The only time that I went to one, the experience was actually surprisingly good, but in my case, it wasn't a psychiatric hospital per se. It was an ordinary hospital with a section of it that was used as a psychiatric unit. I ended up staying there because I admitted to a counselor that worked in the ER that I was having thoughts about going postal at work and having a hard time controlling my anger. I didn't have a plan to act on those thoughts, but they were at least concerned that I might, so in this rare case, I felt like being kept there was a good idea, because the suicidal ideation was only half of the problem.

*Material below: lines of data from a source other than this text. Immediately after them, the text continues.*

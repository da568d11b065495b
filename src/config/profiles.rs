//! Active profiles and profile-conditional values.

use std::fmt;

use serde::{Deserialize, Serialize};

/// The set of active profiles, in activation order.
#[derive(Debug, Clone, Default, PartialEq, Eq, Serialize, Deserialize)]
pub struct Profiles {
    active: Vec<String>,
}

impl Profiles {
    /// Parse a comma- or whitespace-separated profile list, e.g. `"data, webflux"`.
    pub fn parse(spec: &str) -> Self {
        let mut active: Vec<String> = Vec::new();
        for name in spec.split(|c: char| c == ',' || c.is_whitespace()) {
            if !name.is_empty() && !active.iter().any(|p| p == name) {
                active.push(name.to_string());
            }
        }
        Self { active }
    }

    pub fn contains(&self, profile: &str) -> bool {
        self.active.iter().any(|p| p == profile)
    }

    pub fn iter(&self) -> impl Iterator<Item = &str> {
        self.active.iter().map(String::as_str)
    }

    pub fn is_empty(&self) -> bool {
        self.active.is_empty()
    }
}

impl fmt::Display for Profiles {
    fn fmt(&self, f: &mut fmt::Formatter<'_>) -> fmt::Result {
        f.write_str(&self.active.join(","))
    }
}

/// A value with per-profile overrides, resolved once at realization.
///
/// The first override (in declaration order) whose profile is active wins.
#[derive(Debug, Clone, PartialEq, Eq, Serialize, Deserialize)]
pub struct Profiled<T> {
    default: T,
    overrides: Vec<(String, T)>,
}

impl<T> Profiled<T> {
    pub fn new(default: T) -> Self {
        Self {
            default,
            overrides: Vec::new(),
        }
    }

    /// Use `value` when `profile` is active.
    pub fn when(mut self, profile: impl Into<String>, value: T) -> Self {
        self.overrides.push((profile.into(), value));
        self
    }

    /// Replace the default, keeping every override.
    pub fn set_default(&mut self, value: T) {
        self.default = value;
    }

    pub fn resolve(&self, profiles: &Profiles) -> &T {
        self.overrides
            .iter()
            .find(|(profile, _)| profiles.contains(profile))
            .map(|(_, value)| value)
            .unwrap_or(&self.default)
    }

    pub fn default_value(&self) -> &T {
        &self.default
    }
}

impl<T: Default> Default for Profiled<T> {
    fn default() -> Self {
        Self::new(T::default())
    }
}

impl<T> From<T> for Profiled<T> {
    fn from(value: T) -> Self {
        Self::new(value)
    }
}
//! OS signal handling.
//!
//! # Responsibilities
//! - Wait for SIGINT (Ctrl+C) or SIGTERM
//! - Translate either into one shutdown request
//!
//! # Design Decisions
//! - Uses Tokio's signal handling (async-safe)
//! - A handler that fails to install is logged and never fires

/// Resolves on the first SIGINT or SIGTERM.
pub async fn shutdown_signal() {
    let ctrl_c = async {
        if let Err(e) = tokio::signal::ctrl_c().await {
            tracing::error!(error = %e, "Failed to install Ctrl+C handler");
            std::future::pending::<()>().await;
        }
    };

    #[cfg(unix)]
    let terminate = async {
        match tokio::signal::unix::signal(tokio::signal::unix::SignalKind::terminate()) {
            Ok(mut signal) => {
                signal.recv().await;
            }
            Err(e) => {
                tracing::error!(error = %e, "Failed to install SIGTERM handler");
                std::future::pending::<()>().await;
            }
        }
    };

    #[cfg(not(unix))]
    let terminate = std::future::pending::<()>();

    tokio::select! {
        _ = ctrl_c => {},
        _ = terminate => {},
    }
    tracing::info!("Shutdown signal received");
}
//! Property file loading from disk.

use std::fs;
use std::path::Path;

use toml::Value;

use crate::config::error::ConfigError;
use crate::config::properties::PropertySource;

/// Load a TOML file and flatten it into dotted property keys.
///
/// Tables nest with `.`; arrays use their index as a key segment, so
/// `[[servers]] host = "a"` becomes `servers.0.host`.
pub fn load_properties(path: &Path) -> Result<PropertySource, ConfigError> {
    let content = fs::read_to_string(path).map_err(|source| ConfigError::Io {
        path: path.to_path_buf(),
        source,
    })?;
    let table: toml::Table = toml::from_str(&content).map_err(|source| ConfigError::Parse {
        path: path.to_path_buf(),
        source,
    })?;

    let mut properties = PropertySource::new();
    for (key, value) in &table {
        flatten(key, value, &mut properties);
    }
    tracing::debug!(path = %path.display(), keys = properties.len(), "Loaded property file");
    Ok(properties)
}

fn flatten(key: &str, value: &Value, out: &mut PropertySource) {
    match value {
        Value::Table(table) => {
            for (child, value) in table {
                flatten(&format!("{key}.{child}"), value, out);
            }
        }
        Value::Array(items) => {
            for (index, value) in items.iter().enumerate() {
                flatten(&format!("{key}.{index}"), value, out);
            }
        }
        Value::String(s) => out.set(key, s.as_str()),
        Value::Integer(i) => out.set(key, i.to_string()),
        Value::Float(f) => out.set(key, f.to_string()),
        Value::Boolean(b) => out.set(key, b.to_string()),
        Value::Datetime(dt) => out.set(key, dt.to_string()),
    }
}

#[cfg(test)]
mod tests {
    use super::*;
    use std::io::Write;

    #[test]
    fn test_flattens_tables_and_arrays() {
        let mut file = tempfile::NamedTempFile::new().unwrap();
        writeln!(
            file,
            r#"
[city]
name = "Lyon"
population = 522000

[server]
port = 9090

[[city.districts]]
name = "Croix-Rousse"
"#
        )
        .unwrap();

        let properties = load_properties(file.path()).unwrap();
        assert_eq!(properties.get("city.name"), Some("Lyon"));
        assert_eq!(properties.get("city.population"), Some("522000"));
        assert_eq!(properties.get("server.port"), Some("9090"));
        assert_eq!(properties.get("city.districts.0.name"), Some("Croix-Rousse"));
    }

    #[test]
    fn test_missing_file() {
        let result = load_properties(Path::new("/nonexistent/application.toml"));
        assert!(matches!(result, Err(ConfigError::Io { .. })));
    }

    #[test]
    fn test_parse_error() {
        let mut file = tempfile::NamedTempFile::new().unwrap();
        writeln!(file, "city = [unterminated").unwrap();
        assert!(matches!(
            load_properties(file.path()),
            Err(ConfigError::Parse { .. })
        ));
    }
}
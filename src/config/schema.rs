//! Configuration schema definitions.
//!
//! Plain-data settings produced by the DSL blocks. Closures and route
//! registrations live in `server.rs` and `block.rs`; everything here derives
//! Serde traits so it can be logged or dumped as-is.

use std::collections::BTreeMap;

use serde::{Deserialize, Serialize};

use crate::config::profiles::Profiled;

/// Whether realization starts an HTTP listener.
#[derive(Debug, Clone, Copy, PartialEq, Eq, Default, Serialize, Deserialize)]
#[serde(rename_all = "snake_case")]
pub enum ApplicationType {
    /// Beans, routes and listeners are realized but no socket is bound.
    None,
    #[default]
    Reactive,
}

/// Log verbosity.
#[derive(Debug, Clone, Copy, PartialEq, Eq, PartialOrd, Ord, Default, Serialize, Deserialize)]
#[serde(rename_all = "lowercase")]
pub enum LogLevel {
    Trace,
    Debug,
    #[default]
    Info,
    Warn,
    Error,
    Off,
}

impl LogLevel {
    /// Directive text understood by `EnvFilter`.
    pub fn as_directive(self) -> &'static str {
        match self {
            LogLevel::Trace => "trace",
            LogLevel::Debug => "debug",
            LogLevel::Info => "info",
            LogLevel::Warn => "warn",
            LogLevel::Error => "error",
            LogLevel::Off => "off",
        }
    }
}

#[derive(Debug, Clone, Copy, PartialEq, Eq, Default, Serialize, Deserialize)]
#[serde(rename_all = "lowercase")]
pub enum LogFormat {
    #[default]
    Compact,
    Json,
}

/// Logging block: root level plus per-logger-prefix overrides.
#[derive(Debug, Clone, Default, Serialize, Deserialize)]
#[serde(default)]
pub struct LoggingConfig {
    /// Root level, may differ per profile.
    pub level: Profiled<LogLevel>,

    /// Overrides keyed by logger (module path) prefix, in declaration order.
    pub loggers: Vec<(String, LogLevel)>,

    pub format: LogFormat,
}

/// One allowed CORS origin.
#[derive(Debug, Clone, PartialEq, Eq, Serialize, Deserialize)]
pub struct CorsRule {
    /// Origin, e.g. `https://example.com`, or `*`.
    pub origin: String,

    pub allowed_methods: Vec<String>,

    /// Empty means any header.
    pub allowed_headers: Vec<String>,

    pub allow_credentials: bool,

    pub max_age_secs: Option<u64>,
}

impl CorsRule {
    pub fn new(origin: impl Into<String>) -> Self {
        Self {
            origin: origin.into(),
            allowed_methods: vec!["GET".into(), "HEAD".into(), "POST".into()],
            allowed_headers: Vec::new(),
            allow_credentials: false,
            max_age_secs: None,
        }
    }

    pub fn allowed_methods<I, S>(&mut self, methods: I) -> &mut Self
    where
        I: IntoIterator<Item = S>,
        S: Into<String>,
    {
        self.allowed_methods = methods.into_iter().map(Into::into).collect();
        self
    }

    pub fn allowed_headers<I, S>(&mut self, headers: I) -> &mut Self
    where
        I: IntoIterator<Item = S>,
        S: Into<String>,
    {
        self.allowed_headers = headers.into_iter().map(Into::into).collect();
        self
    }

    pub fn allow_credentials(&mut self, allow: bool) -> &mut Self {
        self.allow_credentials = allow;
        self
    }

    pub fn max_age(&mut self, secs: u64) -> &mut Self {
        self.max_age_secs = Some(secs);
        self
    }
}

/// Body codecs a server or client understands.
#[derive(Debug, Clone, Copy, PartialEq, Eq, Hash, Serialize, Deserialize)]
#[serde(rename_all = "lowercase")]
pub enum CodecKind {
    /// `text/plain` and any `text/*`.
    String,
    /// `application/json` and `+json` suffixes.
    Json,
}

/// Receiver of `codecs { }`.
#[derive(Debug, Default)]
pub struct CodecsDsl {
    pub(crate) codecs: Vec<CodecKind>,
}

impl CodecsDsl {
    pub fn string(&mut self) -> &mut Self {
        self.codecs.push(CodecKind::String);
        self
    }

    pub fn json(&mut self) -> &mut Self {
        self.codecs.push(CodecKind::Json);
        self
    }
}

/// Mustache template engine selector.
#[derive(Debug, Clone, PartialEq, Eq, Serialize, Deserialize)]
#[serde(default)]
pub struct TemplateConfig {
    /// Directory prefix for template files.
    pub prefix: String,
    pub suffix: String,
    /// Templates registered in code, by name. Checked before disk.
    pub inline: BTreeMap<String, String>,
}

impl Default for TemplateConfig {
    fn default() -> Self {
        Self {
            prefix: "templates/".to_string(),
            suffix: ".mustache".to_string(),
            inline: BTreeMap::new(),
        }
    }
}

impl TemplateConfig {
    pub fn prefix(&mut self, prefix: impl Into<String>) -> &mut Self {
        self.prefix = prefix.into();
        self
    }

    pub fn suffix(&mut self, suffix: impl Into<String>) -> &mut Self {
        self.suffix = suffix.into();
        self
    }

    pub fn template(&mut self, name: impl Into<String>, source: impl Into<String>) -> &mut Self {
        self.inline.insert(name.into(), source.into());
        self
    }
}

/// `web_client { }` block.
#[derive(Debug, Clone, Default, PartialEq, Eq, Serialize, Deserialize)]
#[serde(default)]
pub struct WebClientConfig {
    pub base_url: Option<String>,
    pub codecs: Vec<CodecKind>,
    pub timeout_secs: Option<u64>,
}

impl WebClientConfig {
    pub fn base_url(&mut self, url: impl Into<String>) -> &mut Self {
        self.base_url = Some(url.into());
        self
    }

    pub fn codecs(&mut self, f: impl FnOnce(&mut CodecsDsl)) -> &mut Self {
        let mut dsl = CodecsDsl::default();
        f(&mut dsl);
        self.codecs.extend(dsl.codecs);
        self
    }

    pub fn timeout_secs(&mut self, secs: u64) -> &mut Self {
        self.timeout_secs = Some(secs);
        self
    }
}
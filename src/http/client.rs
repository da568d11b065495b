//! Outbound HTTP client registered by `web_client { }`.

use std::time::Duration;

use reqwest::header::{HeaderMap, HeaderValue, ACCEPT};

use crate::config::schema::{CodecKind, WebClientConfig};

/// A configured `reqwest::Client` with an optional base URL.
#[derive(Debug, Clone)]
pub struct WebClient {
    client: reqwest::Client,
    base_url: Option<String>,
}

impl WebClient {
    pub fn new(config: &WebClientConfig) -> Result<Self, reqwest::Error> {
        let mut builder = reqwest::Client::builder().default_headers(accept_headers(&config.codecs));
        if let Some(secs) = config.timeout_secs {
            builder = builder.timeout(Duration::from_secs(secs));
        }
        Ok(Self {
            client: builder.build()?,
            base_url: config
                .base_url
                .as_ref()
                .map(|url| url.trim_end_matches('/').to_string()),
        })
    }

    pub fn base_url(&self) -> Option<&str> {
        self.base_url.as_deref()
    }

    /// `path` is appended to the base URL; absolute URLs are used as-is.
    pub fn url(&self, path: &str) -> String {
        match &self.base_url {
            Some(base) if !path.contains("://") => format!("{base}{path}"),
            _ => path.to_string(),
        }
    }

    pub fn get(&self, path: &str) -> reqwest::RequestBuilder {
        self.client.get(self.url(path))
    }

    pub fn post(&self, path: &str) -> reqwest::RequestBuilder {
        self.client.post(self.url(path))
    }

    pub fn put(&self, path: &str) -> reqwest::RequestBuilder {
        self.client.put(self.url(path))
    }

    pub fn delete(&self, path: &str) -> reqwest::RequestBuilder {
        self.client.delete(self.url(path))
    }

    /// The underlying client, for anything the shortcuts don't cover.
    pub fn inner(&self) -> &reqwest::Client {
        &self.client
    }
}

fn accept_headers(codecs: &[CodecKind]) -> HeaderMap {
    let accept: Vec<&str> = codecs
        .iter()
        .map(|codec| match codec {
            CodecKind::String => "text/plain",
            CodecKind::Json => "application/json",
        })
        .collect();

    let mut headers = HeaderMap::new();
    if !accept.is_empty() {
        if let Ok(value) = HeaderValue::from_str(&accept.join(", ")) {
            headers.insert(ACCEPT, value);
        }
    }
    headers
}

I only met a couple of people there that could be considered "crazy", but most of them seemed pretty normal. I don't really know why they were all there, but a lot of them felt like they didn't belong so I was probably the odd one out in that regard. As for the two "crazy" ones, they kept things somewhat interesting and they were both locked up in the isolation room at least once because they became violent.
Of those two, one of them seemed like she was extremely hyper all the time. She couldn't ever sit still and she was always bouncing around and giggling randomly, so I don't know what her issues were. The other one had a habit of getting worked up over seemingly minor things and he would punch the walls so hard that he drew blood from his own fist, right before he started running around and screaming at the top of his lungs. He did that twice while I was there.
Aside from those few instances of craziness, the rest of the time that I was there involved group therapy sessions and watching movies most of the day. Night time was kind of boring because I didn't sleep very good and there was nothing to do since all of the entertainment areas were locked until the 1st shift staff arrived. Even though it wasn't always a fun place to be, it certainly could have been a lot worse. There is an actual psychiatric hospital nearby, at a different location, and one of the other people that was in the unit told me she had been there before. From the way that she described her experience there, it made it seem like the unit I was staying in was a 5 star hotel in comparison, so I would say I got very lucky that I didn't go to the other place.
When I finally got out, I actually felt hopeful that things were going to get better, until I got the medical bill. That was when things started to go downhill again and I ended up becoming far more suicidal than when I was hospitalized. The debt was only a minor thing compared to all of the other problems I had, but it certainly didn't make things easier, that's for sure.